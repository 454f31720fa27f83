//! Composition root of the scheduling engine.
//!
//! Owns the shared `JobScheduler`, one `PollingWatcher` per source type and the
//! `ReleaseScheduler`. Entity mutations go through `force_check` so edited games are
//! re-checked without waiting for the next tick.
//!
//! `stop_all` shuts the job scheduler down and replaces it with a fresh one, so a stopped
//! coordinator can be started again.

use std::sync::{
    atomic::{AtomicBool, Ordering},
    Arc,
};
use tokio::sync::{Mutex, RwLock};
use tokio_cron_scheduler::JobScheduler;

use crate::{
    error::{config::ConfigError, AppError},
    model::game::SourceType,
    scheduler::{release::ReleaseScheduler, watcher::PollingWatcher},
};

pub struct WatcherCoordinator {
    /// Never shut down while held here; `stop_all` swaps in a new one.
    scheduler: Mutex<JobScheduler>,
    watchers: RwLock<Vec<Arc<PollingWatcher>>>,
    release: Arc<ReleaseScheduler>,
    started: AtomicBool,
}

impl WatcherCoordinator {
    /// Creates a coordinator with its own job scheduler and no watchers.
    pub async fn new(release: Arc<ReleaseScheduler>) -> Result<Self, AppError> {
        let scheduler = JobScheduler::new().await?;

        Ok(Self {
            scheduler: Mutex::new(scheduler),
            watchers: RwLock::new(Vec::new()),
            release,
            started: AtomicBool::new(false),
        })
    }

    /// Initializes a watcher and registers it.
    ///
    /// A watcher added after `start_all` is not started until the next `start_all`.
    ///
    /// # Returns
    /// - `Ok(Arc<PollingWatcher>)`: The registered watcher
    /// - `Err(AppError::ConfigErr)`: A watcher for this source type is already registered
    /// - `Err(AppError::FetchErr)`: The fetcher's setup failed
    pub async fn add_watcher(
        &self,
        watcher: PollingWatcher,
    ) -> Result<Arc<PollingWatcher>, AppError> {
        let source_type = watcher.source_type();

        if self.has_watcher(source_type).await {
            return Err(ConfigError::DuplicateWatcher {
                watcher: source_type.to_string(),
            }
            .into());
        }

        watcher.init().await?;

        let watcher = Arc::new(watcher);
        self.watchers.write().await.push(watcher.clone());

        tracing::info!(
            "Registered {} watcher ({:?} interval)",
            source_type.label(),
            watcher.check_interval()
        );

        Ok(watcher)
    }

    /// Starts every watcher and the release scheduler.
    ///
    /// # Returns
    /// - `Ok(())`: Everything scheduled, first checks running in the background
    /// - `Err(AppError::ConfigErr)`: A watcher or the release scheduler is misconfigured
    /// - `Err(AppError::SchedulerErr)`: The job scheduler failed
    pub async fn start_all(&self) -> Result<(), AppError> {
        let scheduler = self.scheduler.lock().await;

        for watcher in self.watchers.read().await.iter() {
            watcher.start(&scheduler).await?;
        }

        self.release.start(&scheduler).await?;

        if !self.started.swap(true, Ordering::SeqCst) {
            scheduler.start().await?;
        }

        tracing::info!("Watcher coordinator started");

        Ok(())
    }

    /// Stops every watcher and the release scheduler, waiting for in-flight passes.
    ///
    /// # Returns
    /// - `Ok(())`: Everything stopped; per-watcher stop failures were logged
    /// - `Err(AppError::SchedulerErr)`: Shutting down or replacing the job scheduler failed
    pub async fn stop_all(&self) -> Result<(), AppError> {
        let mut scheduler = self.scheduler.lock().await;

        for watcher in self.watchers.read().await.iter() {
            if let Err(e) = watcher.stop(&scheduler).await {
                tracing::error!("Error stopping {} watcher: {}", watcher.source_type(), e);
            }
        }

        if let Err(e) = self.release.stop(&scheduler).await {
            tracing::error!("Error stopping release scheduler: {}", e);
        }

        if self.started.swap(false, Ordering::SeqCst) {
            scheduler.shutdown().await?;
            *scheduler = JobScheduler::new().await?;
        }

        tracing::info!("Watcher coordinator stopped");

        Ok(())
    }

    /// Re-checks one game on every watcher.
    ///
    /// Failures are logged per watcher and never returned.
    pub async fn force_check(&self, game_id: i32) {
        let watchers = self.watchers.read().await.clone();

        for watcher in watchers {
            if let Err(e) = watcher.check_one(game_id).await {
                tracing::error!(
                    "Forced {} check of game {} failed: {}",
                    watcher.source_type(),
                    game_id,
                    e
                );
            }
        }
    }

    pub fn release_scheduler(&self) -> &Arc<ReleaseScheduler> {
        &self.release
    }

    /// Source types that currently have a watcher, in registration order.
    pub async fn source_types(&self) -> Vec<SourceType> {
        self.watchers
            .read()
            .await
            .iter()
            .map(|w| w.source_type())
            .collect()
    }

    async fn has_watcher(&self, source_type: SourceType) -> bool {
        self.watchers
            .read()
            .await
            .iter()
            .any(|w| w.source_type() == source_type)
    }
}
---
Count the lines above that contain the word "next". Write only the number.

2